The new U.S. Secretary of Labor, Alexander Acosta, announced in a June 2017 press release that he was withdrawing the DOL's 2015 guidance on employee misclassification. Under the Obama administration, the DOL issued certain controversial guidance on the topic of employee misclassification as independent contractors.  The DOL's stance on this issue under President Obama was that most workers would be considered employees under the Fair Labor Standards Act (FLSA), rather than independent contractors and that it would closely scrutinize independent contractor classifications moving forward. 

The DOL's guidance appeared to alleviate the complexity of the issue, but in doing so took a strong stance that was not supported by the text of the FLSA, its regulations or case law. Many argued that the DOL exceeded its authority by issuing such guidance and impeded corporate growth, which relies heavily on the use of independent contractors. The complex issue of how to classify a worker is one that employers face constantly and often turn to counsel for assistance.  Employers often elect to use independent contractors due to the flexible nature of the work arrangement, which generally saves an employer from having to pay the high overhead costs and benefits associated with hiring a new employee in exchange for providing a worker the flexibility to set his or her own schedule, work location and the ability to work elsewhere, if desired. 
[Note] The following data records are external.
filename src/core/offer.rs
//! Offers received from the Mesos master and port selection from their resources.

use log::debug;
use serde::{Deserialize, Serialize};

use crate::core::resource::{Resource, Value};

/// Resources a single agent currently offers to the framework.
#[derive(Debug, Deserialize, Serialize, Clone, PartialEq)]
pub struct Offer {
    pub id: String,
    pub hostname: String,
    #[serde(default)]
    pub resources: Vec<Resource>,
}

impl Offer {
    pub fn new(id: String, hostname: String, resources: Vec<Resource>) -> Self {
        Self {
            id,
            hostname,
            resources,
        }
    }

    pub fn select_ports(&self, count: usize) -> Vec<u64> {
        debug!("Selecting {} ports from offer {} on {}", count, self.id, self.hostname);
        select_ports(&self.resources, count)
    }
}

/// Picks up to `count` ports from the range resources of an offer, first fit.
///
/// Every range-typed resource is a port source regardless of its name. Ranges are visited in
/// order; each contributes its `begin`, and `begin + 1` too when it spans more than one port.
/// The result is shorter than `count` when the offer does not have enough ports, and is not
/// deduplicated across overlapping ranges.
pub fn select_ports(offered_resources: &[Resource], count: usize) -> Vec<u64> {
    let mut ports = vec![];
    let ranges = offered_resources
        .iter()
        .filter_map(|resource| match resource.value() {
            Value::Ranges(ranges) => Some(ranges),
            Value::Scalar(_) => None,
        })
        .flatten();

    for range in ranges {
        if ports.len() >= count {
            break;
        }
        ports.push(range.begin());
        if ports.len() < count && !range.is_single() {
            ports.push(range.begin() + 1);
        }
    }
    if ports.len() < count {
        debug!("Offer has {} of {} requested ports", ports.len(), count);
    }
    ports
}

pub fn select_one_port(offered_resources: &[Resource]) -> Vec<u64> {
    select_ports(offered_resources, 1)
}

pub fn select_two_ports(offered_resources: &[Resource]) -> Vec<u64> {
    select_ports(offered_resources, 2)
}
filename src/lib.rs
pub mod config;
pub mod core;
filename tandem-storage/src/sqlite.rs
//! SQLite-backed persistence.
//!
//! One file holds the log, the snapshots and the checkpoint. The connection
//! runs with `synchronous=FULL` so a returned append has reached the disk.

use crate::error::{StorageError, StorageResult};
use crate::persistence::{Checkpoint, PersistedState, Persistence, Snapshot};
use crate::wal::WalEntry;
use rusqlite::{params, Connection, OptionalExtension};
use std::path::Path;
use std::sync::{Arc, Mutex, MutexGuard};
use tandem_types::EntityId;
use tracing::debug;

/// Persistent store backed by SQLite.
pub struct SqliteStore {
    conn: Arc<Mutex<Connection>>,
}

impl SqliteStore {
    /// Opens (or creates) a store at the given path.
    pub fn open(path: impl AsRef<Path>) -> StorageResult<Self> {
        let path = path.as_ref();
        if let Some(parent) = path.parent().filter(|p| !p.as_os_str().is_empty()) {
            std::fs::create_dir_all(parent)?;
        }
        Self::with_connection(Connection::open(path)?)
    }

    /// Opens an in-memory store (for testing).
    pub fn open_in_memory() -> StorageResult<Self> {
        Self::with_connection(Connection::open_in_memory()?)
    }

    fn with_connection(conn: Connection) -> StorageResult<Self> {
        conn.pragma_update(None, "synchronous", "FULL")?;
        let store = Self {
            conn: Arc::new(Mutex::new(conn)),
        };
        store.init_schema()?;
        Ok(store)
    }

    fn lock(&self) -> StorageResult<MutexGuard<'_, Connection>> {
        self.conn.lock().map_err(|_| StorageError::poisoned())
    }

    fn init_schema(&self) -> StorageResult<()> {
        let conn = self.lock()?;
        conn.execute_batch(
            "
            CREATE TABLE IF NOT EXISTS wal (
                wal_offset INTEGER PRIMARY KEY,
                op_id TEXT NOT NULL UNIQUE,
                status TEXT NOT NULL,
                entry TEXT NOT NULL
            );

            CREATE TABLE IF NOT EXISTS snapshots (
                entity_id TEXT PRIMARY KEY,
                entity_type TEXT NOT NULL,
                state TEXT NOT NULL,
                covered_offset INTEGER NOT NULL
            );

            CREATE TABLE IF NOT EXISTS meta (
                key TEXT PRIMARY KEY,
                value TEXT NOT NULL
            );
            ",
        )?;
        Ok(())
    }
}

fn to_i64(offset: u64) -> StorageResult<i64> {
    i64::try_from(offset).map_err(|_| StorageError::InvalidData(format!("offset {offset} out of range")))
}

impl Persistence for SqliteStore {
    fn load(&self) -> StorageResult<PersistedState> {
        let conn = self.lock()?;

        let mut stmt = conn.prepare("SELECT entry FROM wal ORDER BY wal_offset")?;
        let wal = stmt
            .query_map([], |row| row.get::<_, String>(0))?
            .map(|raw| Ok(serde_json::from_str::<WalEntry>(&raw?)?))
            .collect::<StorageResult<Vec<_>>>()?;

        let mut stmt = conn.prepare(
            "SELECT entity_id, entity_type, state, covered_offset FROM snapshots ORDER BY entity_id",
        )?;
        let rows = stmt
            .query_map([], |row| {
                Ok((
                    row.get::<_, String>(0)?,
                    row.get::<_, String>(1)?,
                    row.get::<_, String>(2)?,
                    row.get::<_, i64>(3)?,
                ))
            })?
            .collect::<Result<Vec<_>, _>>()?;
        let snapshots = rows
            .into_iter()
            .map(|(id, entity_type, state, covered)| {
                Ok(Snapshot {
                    entity_id: EntityId::parse(&id)
                        .map_err(|e| StorageError::InvalidData(format!("bad entity id {id}: {e}")))?,
                    entity_type,
                    state: serde_json::from_str(&state)?,
                    covered_offset: covered as u64,
                })
            })
            .collect::<StorageResult<Vec<_>>>()?;

        let checkpoint = conn
            .query_row("SELECT value FROM meta WHERE key = 'checkpoint'", [], |row| {
                row.get::<_, String>(0)
            })
            .optional()?
            .map(|raw| serde_json::from_str::<Checkpoint>(&raw))
            .transpose()?
            .unwrap_or_default();

        let last_offset = conn
            .query_row("SELECT value FROM meta WHERE key = 'last_offset'", [], |row| {
                row.get::<_, String>(0)
            })
            .optional()?
            .map(|raw| {
                raw.parse::<u64>()
                    .map_err(|_| StorageError::InvalidData(format!("bad last_offset {raw}")))
            })
            .transpose()?
            .unwrap_or(0);

        debug!(entries = wal.len(), snapshots = snapshots.len(), "sqlite state loaded");
        Ok(PersistedState {
            snapshots,
            checkpoint,
            wal,
            last_offset,
        })
    }

    fn append_wal(&self, entry: &WalEntry) -> StorageResult<()> {
        let mut conn = self.lock()?;
        let tx = conn.transaction()?;
        tx.execute(
            "INSERT INTO wal (wal_offset, op_id, status, entry) VALUES (?1, ?2, ?3, ?4)",
            params![
                to_i64(entry.offset())?,
                entry.id().to_string(),
                entry.status.as_str(),
                serde_json::to_string(entry)?,
            ],
        )?;
        tx.execute(
            "INSERT INTO meta (key, value) VALUES ('last_offset', ?1)
             ON CONFLICT(key) DO UPDATE SET value = excluded.value",
            params![entry.offset().to_string()],
        )?;
        tx.commit()?;
        Ok(())
    }

    fn update_wal(&self, entry: &WalEntry) -> StorageResult<()> {
        let conn = self.lock()?;
        let changed = conn.execute(
            "UPDATE wal SET status = ?2, entry = ?3 WHERE wal_offset = ?1",
            params![
                to_i64(entry.offset())?,
                entry.status.as_str(),
                serde_json::to_string(entry)?,
            ],
        )?;
        if changed == 0 {
            return Err(StorageError::EntryNotFound(entry.id()));
        }
        Ok(())
    }

    fn remove_wal(&self, offsets: &[u64]) -> StorageResult<()> {
        let mut conn = self.lock()?;
        let tx = conn.transaction()?;
        {
            let mut stmt = tx.prepare("DELETE FROM wal WHERE wal_offset = ?1")?;
            for offset in offsets {
                stmt.execute(params![to_i64(*offset)?])?;
            }
        }
        tx.commit()?;
        Ok(())
    }

    fn commit(&self, snapshots: &[Snapshot], checkpoint: &Checkpoint) -> StorageResult<()> {
        let mut conn = self.lock()?;
        let tx = conn.transaction()?;
        {
            let mut stmt = tx.prepare(
                "INSERT INTO snapshots (entity_id, entity_type, state, covered_offset)
                 VALUES (?1, ?2, ?3, ?4)
                 ON CONFLICT(entity_id) DO UPDATE SET
                    entity_type = excluded.entity_type,
                    state = excluded.state,
                    covered_offset = excluded.covered_offset",
            )?;
            for snapshot in snapshots {
                stmt.execute(params![
                    snapshot.entity_id.to_string(),
                    snapshot.entity_type,
                    serde_json::to_string(&snapshot.state)?,
                    to_i64(snapshot.covered_offset)?,
                ])?;
            }
        }
        tx.execute(
            "INSERT INTO meta (key, value) VALUES ('checkpoint', ?1)
             ON CONFLICT(key) DO UPDATE SET value = excluded.value",
            params![serde_json::to_string(checkpoint)?],
        )?;
        tx.commit()?;
        debug!(
            snapshots = snapshots.len(),
            cursor = checkpoint.remote_cursor,
            "sqlite commit"
        );
        Ok(())
    }
}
Acosta's decision to withdraw the DOL's prior guidance is a boon for employers who may elect to again use or continue using independent contractors to supplement their regular workforce, subject to the following factors which are generally considered when determining whether an employment relationship exists under the FLSA:

(1) The extent to which the work performed is an integral part of the employer's business;
(2) Whether the worker's managerial skills affect his or her opportunity for profit and loss;
(3) The relative investments in facilities and equipment by the worker and the employer;
(4) The worker's skill and initiative;
(5) The permanency of the worker's relationship with the employer; and
(6) The nature and degree of control by the employer.

There has been no announcement at this time as to whether the Department of Labor will issue new guidelines on misclassification.  

For specific questions on how to classify workers within your company, please contact Naureen Amjad, a Partner and Leader of Pedersen & Houpt’s Employment Practice Group, at 312.261.2273 or at namjad@pedersenhoupt.com.

DOL Press Release Dated 6/7/17

DOL Administrator's Interpretation No. 2015-1 (Prior DOL Guidance)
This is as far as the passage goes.